The Self-Exciting Threshold Autoregressive model (SETAR) introduced by Tong and Lim

(1980), Tong (1983; 1990), pertains to this last class of models. Cryer and Chan (2008: Chap. 15),

have studied the main case of this model and Franses and Dijk (2003: Chap. 3), offer a detailed

study of nonlinear approach to economic time series including SETAR and STAR (Smooth

Transition Autoregressive) models.

Several studies had been performed using SETAR and STAR models in recent times. Potter

(1995), estimates a nonlinear SETAR model to US GNP and presents evidence of asymmetric

effects of shocks over the business cycle. According to the author, the nonlinear model suggests that

the post-1945 US economy is significantly more stable than the pre-1945 US economy. The same

model was applied by Proietti (1998), also by Tiao and Tsay (1994), to model quarterly US GNP.

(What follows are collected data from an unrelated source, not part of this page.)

//! Verify command implementation.

use super::Target;
use txstore_core::repair::{scan, ObjectState, ScanReport};

const STATES: [ObjectState; 5] = [
    ObjectState::Clean,
    ObjectState::Deleted,
    ObjectState::OrphanStaged,
    ObjectState::InterruptedRotation,
    ObjectState::StagedOnly,
];

/// Runs the verify command. Returns false if any object is split.
pub fn run(target: &Target, format: &str) -> Result<bool, Box<dyn std::error::Error>> {
    let report = scan(&target.store, &target.layout, &target.object_type)?;
    match format {
        "json" => println!("{}", serde_json::to_string_pretty(&report)?),
        _ => print_text(target, &report),
    }
    Ok(report.is_consistent())
}

fn print_text(target: &Target, report: &ScanReport) {
    println!(
        "Verifying {} objects at {:?}",
        target.object_type, target.path
    );
    println!();
    println!("Objects checked: {}", report.objects.len());
    for state in STATES {
        let count = report.count(state);
        if count > 0 {
            println!("  {:<22} {}", format!("{state:?}:"), count);
        }
    }

    let split: Vec<_> = report.split().collect();
    if !split.is_empty() {
        println!();
        println!("Split objects:");
        for entry in &split {
            println!("  {} {:?}", entry.id, entry.state);
        }
    }

    println!();
    if split.is_empty() {
        println!("✓ Verification passed");
    } else {
        println!("✗ Verification failed: run `txstore repair`");
    }
}

#[cfg(test)]
mod tests {
    use super::*;
    use crate::commands::tests::store_with;

    #[test]
    fn committed_states_pass() {
        let (_dir, target) = store_with(&[
            ("blobs/document/1", b"a"),
            ("blobs/document/2.bak", b"b"),
        ]);
        assert!(run(&target, "json").unwrap());
    }

    #[test]
    fn interrupted_rotation_fails() {
        let (_dir, target) = store_with(&[
            ("blobs/document/1.tmp", b"new"),
            ("blobs/document/1.bak", b"old"),
        ]);
        assert!(!run(&target, "text").unwrap());
    }
}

León-Ledesma (2006), estimates a SETAR model to analyze US, Germany and UK GNP.

Having these studies as basis and those related with Brazilian inflation rate listed above, the

main task of this paper, by following Keenan (1985), Tsay (1986) and Cryer and Chan (2008), is to

test Brazilian dataset for several types of nonlinearities applying Lagrange multiplier type tests.

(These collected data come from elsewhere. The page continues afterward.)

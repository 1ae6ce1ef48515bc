//! Per-object binary content participants.
//!
//! A [`BlobStore`] guards the content of one object, addressed by its
//! [`BlobKey`]. Two implementations exist:
//!
//! - [`StagedFileBlobStore`] keeps content as files in a path store and
//!   realizes writes and deletes at commit through a stage/rotate/backup
//!   scheme.
//! - [`InlineBlobStore`] keeps content in a database column and inherits
//!   durability from the transaction's SQL connection.

mod inline;
mod staged;

pub use inline::{InlineBlobReader, InlineBlobStore};
pub use staged::{
    parse_artifact, Artifact, BlobPaths, StagedFileBlobStore, BACKUP_SUFFIX, STAGED_SUFFIX,
};

use crate::error::{CoreError, CoreResult};
use crate::participant::Participant;
use crate::types::BlobKey;
use std::io::{self, Read, Write};

/// A participant guarding the binary content of one object.
pub trait BlobStore: Participant {
    /// Returns the key of the guarded object.
    fn key(&self) -> &BlobKey;

    /// Stores new content read from `source`.
    ///
    /// With `known_len = None` the source is copied until exhaustion;
    /// with `Some(n)` exactly `n` bytes are copied. Returns the number of
    /// bytes stored.
    ///
    /// # Errors
    ///
    /// Returns [`crate::CoreError::NotOpen`] outside a transaction and
    /// [`crate::CoreError::WriteFailed`] if copying fails.
    fn write(&mut self, source: &mut dyn Read, known_len: Option<u64>) -> CoreResult<u64>;

    /// Removes the object's content.
    ///
    /// # Errors
    ///
    /// Returns [`crate::CoreError::NotOpen`] outside a transaction.
    fn delete(&mut self) -> CoreResult<()>;

    /// Streams the committed content into `sink` and returns its length.
    ///
    /// # Errors
    ///
    /// Returns [`crate::CoreError::NotReadable`] if there is no readable
    /// content and [`crate::CoreError::Output`] if `sink` fails.
    fn read(&mut self, sink: &mut dyn Write) -> CoreResult<u64>;

    /// Opens the committed content as a stream.
    ///
    /// # Errors
    ///
    /// Returns [`crate::CoreError::NotReadable`] if there is no readable
    /// content.
    fn open_read(&mut self) -> CoreResult<Box<dyn Read + Send>>;
}

/// The effect a blob store will realize at commit.
#[derive(Debug, Clone, Copy, PartialEq, Eq, Default)]
pub enum PendingOp {
    /// Nothing to do.
    #[default]
    None,
    /// Promote the staged content.
    Write,
    /// Demote the current content to the backup.
    Delete,
}

/// Copies `source` into `sink` through a buffer of `buffer_size` bytes.
///
/// With `known_len = None` copying stops at end of input; with `Some(n)`
/// exactly `n` bytes are copied and a shorter source is an
/// [`io::ErrorKind::UnexpectedEof`] error. Returns the number of bytes
/// copied.
///
/// # Errors
///
/// Returns any I/O error from either side.
pub fn copy_content(
    source: &mut dyn Read,
    sink: &mut dyn Write,
    known_len: Option<u64>,
    buffer_size: usize,
) -> io::Result<u64> {
    let mut buffer = vec![0u8; buffer_size.max(1)];
    let mut copied = 0u64;

    loop {
        let want = match known_len {
            Some(len) if copied >= len => break,
            Some(len) => buffer.len().min(usize::try_from(len - copied).unwrap_or(usize::MAX)),
            None => buffer.len(),
        };

        let read = match source.read(&mut buffer[..want]) {
            Ok(0) => break,
            Ok(n) => n,
            Err(e) if e.kind() == io::ErrorKind::Interrupted => continue,
            Err(e) => return Err(e),
        };
        sink.write_all(&buffer[..read])?;
        copied += read as u64;
    }

    match known_len {
        Some(len) if copied < len => Err(io::Error::new(
            io::ErrorKind::UnexpectedEof,
            format!("source ended after {copied} of {len} bytes"),
        )),
        _ => Ok(copied),
    }
}

/// Streams `source` into the caller's `sink` for a read of `key`.
///
/// Failures on the source side are [`CoreError::NotReadable`]; failures
/// of the sink are [`CoreError::Output`].
pub(crate) fn stream_out(
    key: &BlobKey,
    source: &mut dyn Read,
    sink: &mut dyn Write,
    buffer_size: usize,
) -> CoreResult<u64> {
    let mut sink = TrackedSink {
        inner: sink,
        failed: false,
    };
    match copy_content(source, &mut sink, None, buffer_size) {
        Ok(copied) => Ok(copied),
        Err(e) if sink.failed => Err(CoreError::output(key, e)),
        Err(e) => Err(CoreError::not_readable(key, e)),
    }
}

/// Remembers whether the wrapped writer reported an error.
struct TrackedSink<'a> {
    inner: &'a mut dyn Write,
    failed: bool,
}

impl TrackedSink<'_> {
    fn track<T>(&mut self, result: io::Result<T>) -> io::Result<T> {
        if let Err(e) = &result {
            if e.kind() != io::ErrorKind::Interrupted {
                self.failed = true;
            }
        }
        result
    }
}

impl Write for TrackedSink<'_> {
    fn write(&mut self, buf: &[u8]) -> io::Result<usize> {
        let result = self.inner.write(buf);
        self.track(result)
    }

    fn flush(&mut self) -> io::Result<()> {
        let result = self.inner.flush();
        self.track(result)
    }
}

Then, we apply the more recent methodology of Self-Exciting Threshold Autoregressive (SETAR)

model to point out some threshold to which a signal of turning point could be given in the states of

the inflationary process. We consider a threshold time series model in order to take into account

some nonlinearity, asymmetries and change of regime in the Brazilian inflation rate for a long time

span with different heteroskedasticity in each one.

All the tests performed in the paper do suggest the Brazilian inflation rate is highly nonlinear

and cannot be modeled as if it were a linear and time reversible process. The results support the

hypothesis that there are two distinct regimes with different generating processes and different

volatilities and persistence. A lower inflation rate regime is more persistent with lower volatility.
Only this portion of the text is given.